Born in the British colony of Trinidad as Claudia Vera Cumberbatch, she later adopted the name Jones as "self-protective disinformation". She came to the U.S. as a child when her family migrated to Harlem.

Growing up working poor had a lasting impact on Jones; her mother died when she was twelve from work-related exhaustion and she herself caught tuberculosis at the age of 17 from poor living conditions, leading to lifelong lung damage.

In 1936, Jones joined the Young Communist League USA to help support the Scottsboro Boys, a group of young black men being subjected to a legalized form of lynching in the American South. Jones became a prominent author within the organization, editing its monthly journal "Spotlight".

As a member of the Communist Party USA and a feminist black nationalist, Jones' main focus was on creating "an anti-imperialist coalition, managed by working-class leadership, fueled by the involvement of women", and championed women's causes inside the Party.

One of Jones' best known works is the 1949 piece "An End to the Neglect of the Problems of the Negro Woman!". In the work, Jones shows an understanding of what would later be called "intersectionality", writing: "The bourgeoisie is fearful of the militancy of the Negro woman, and for good reason.

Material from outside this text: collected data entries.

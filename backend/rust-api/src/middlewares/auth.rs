use axum::{
    extract::{Request, State},
    http::{header, HeaderMap, StatusCode},
    middleware::Next,
    response::{IntoResponse, Response},
    Json,
};
use jsonwebtoken::{decode, encode, errors::ErrorKind, DecodingKey, EncodingKey, Header, Validation};
use serde::{Deserialize, Serialize};
use serde_json::json;
use std::sync::Arc;
use thiserror::Error;

use crate::services::AppState;

/// Bearer token claims; `sub` is the candidate's user id.
#[derive(Debug, Serialize, Deserialize, Clone)]
pub struct JwtClaims {
    pub sub: String,
    pub exp: usize,
    pub iat: usize,
}

impl JwtClaims {
    pub fn for_user(user_id: impl Into<String>, ttl_seconds: i64) -> Self {
        let now = chrono::Utc::now().timestamp();
        Self {
            sub: user_id.into(),
            exp: (now + ttl_seconds) as usize,
            iat: now as usize,
        }
    }
}

#[derive(Debug, Error)]
pub enum AuthError {
    #[error("Invalid token")]
    InvalidToken,
    #[error("Token expired")]
    ExpiredToken,
    #[error("Missing authorization token")]
    MissingToken,
    #[error("Invalid token signature")]
    InvalidSignature,
}

impl IntoResponse for AuthError {
    fn into_response(self) -> Response {
        (
            StatusCode::UNAUTHORIZED,
            Json(json!({ "reason": "unauthorized", "message": self.to_string() })),
        )
            .into_response()
    }
}

/// HS256 signing and verification.
pub struct JwtService {
    encoding_key: EncodingKey,
    decoding_key: DecodingKey,
}

impl JwtService {
    pub fn new(secret: &str) -> Self {
        Self {
            encoding_key: EncodingKey::from_secret(secret.as_bytes()),
            decoding_key: DecodingKey::from_secret(secret.as_bytes()),
        }
    }

    pub fn generate_token(&self, claims: &JwtClaims) -> Result<String, AuthError> {
        encode(&Header::default(), claims, &self.encoding_key).map_err(|_| AuthError::InvalidToken)
    }

    pub fn validate_token(&self, token: &str) -> Result<JwtClaims, AuthError> {
        decode::<JwtClaims>(token, &self.decoding_key, &Validation::default())
            .map(|data| data.claims)
            .map_err(|e| match e.kind() {
                ErrorKind::ExpiredSignature => AuthError::ExpiredToken,
                ErrorKind::InvalidSignature => AuthError::InvalidSignature,
                _ => AuthError::InvalidToken,
            })
    }
}

fn bearer_token(headers: &HeaderMap) -> Option<&str> {
    headers
        .get(header::AUTHORIZATION)
        .and_then(|v| v.to_str().ok())
        .and_then(|v| v.strip_prefix("Bearer "))
        .map(str::trim)
        .filter(|token| !token.is_empty())
}

/// Rejects requests without a valid bearer token and stores the claims as an
/// extension for the handlers.
pub async fn auth_middleware(
    State(state): State<Arc<AppState>>,
    headers: HeaderMap,
    mut request: Request,
    next: Next,
) -> Result<Response, AuthError> {
    let token = bearer_token(&headers).ok_or(AuthError::MissingToken)?;

    let claims = JwtService::new(&state.config.jwt_secret)
        .validate_token(token)
        .map_err(|e| {
            tracing::warn!("JWT validation failed: {}", e);
            e
        })?;

    tracing::debug!("Authenticated user: {}", claims.sub);
    request.extensions_mut().insert(claims);

    Ok(next.run(request).await)
}
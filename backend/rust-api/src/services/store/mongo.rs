use anyhow::Context;
use async_trait::async_trait;
use chrono::{DateTime, Utc};
use futures::TryStreamExt;
use mongodb::bson::{doc, to_bson, Bson, Document};
use mongodb::error::{Error as MongoError, ErrorKind, WriteFailure};
use mongodb::options::{IndexOptions, ReturnDocument};
use mongodb::{Collection, Database, IndexModel};
use serde::Deserialize;

use super::{
    rank_by_cosine, CandidateFilter, ExamStore, ProgressReset, RecordedAnswer, ScoredChunk,
    ScoredNeighbor, StoreError, StoreResult,
};
use crate::metrics::track_db_operation;
use crate::models::question::{BankQuestion, DocumentChunk};
use crate::models::selection::TopicEntry;
use crate::models::{Attempt, AttemptMetadata, AttemptQuestion, AttemptStatus};

const ATTEMPTS: &str = "attempts";
const ATTEMPT_QUESTIONS: &str = "attempt_questions";
const QUESTIONS: &str = "questions";
const DOCUMENTS: &str = "documents";
const ONTOLOGY: &str = "ontology";

const DUPLICATE_KEY: i32 = 11000;

#[derive(Debug, Deserialize)]
struct EmbeddingRow {
    #[serde(rename = "_id")]
    id: String,
    #[serde(default)]
    embedding: Vec<f32>,
}

pub struct MongoStore {
    db: Database,
}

The capitalists know, far better than many progressives seem to know, that once Negro women begin to take action, the militancy of the whole Negro people, and thus of the anti-imperialist coalition, is greatly enhanced."

Following a hearing by the Immigration and Naturalization Service, Jones was found in violation of the McCarran Act for being an "alien" (a non-citizen) who had joined the Communist Party, despite the fact that she had identified herself as a party member when completing her Alien Registration in 1940. She was ordered to be deported in 1950.

Before Jones could be deported, however, she was tried and convicted with eleven others, including her friend and communist of note Elizabeth Gurley Flynn, of "un-American activities" under the anti-communist Smith Act.

After serving several years in prison, Jones was released in 1955 and deported to the United Kingdom on December 7th that year. She immediately joined the Communist Party of Great Britain upon her arrival in Britain and remained a member until her death.

Jones continued her activism in Britain, campaigning against racism and sexism, speaking at trade union rallies, and visiting China, meeting with Mao Zedong. In 1958, Jones founded the West Indian Gazette, Britain's first major black newspaper, and helped organize celebrations of Caribbean culture that became the annual Notting Hill Carnival.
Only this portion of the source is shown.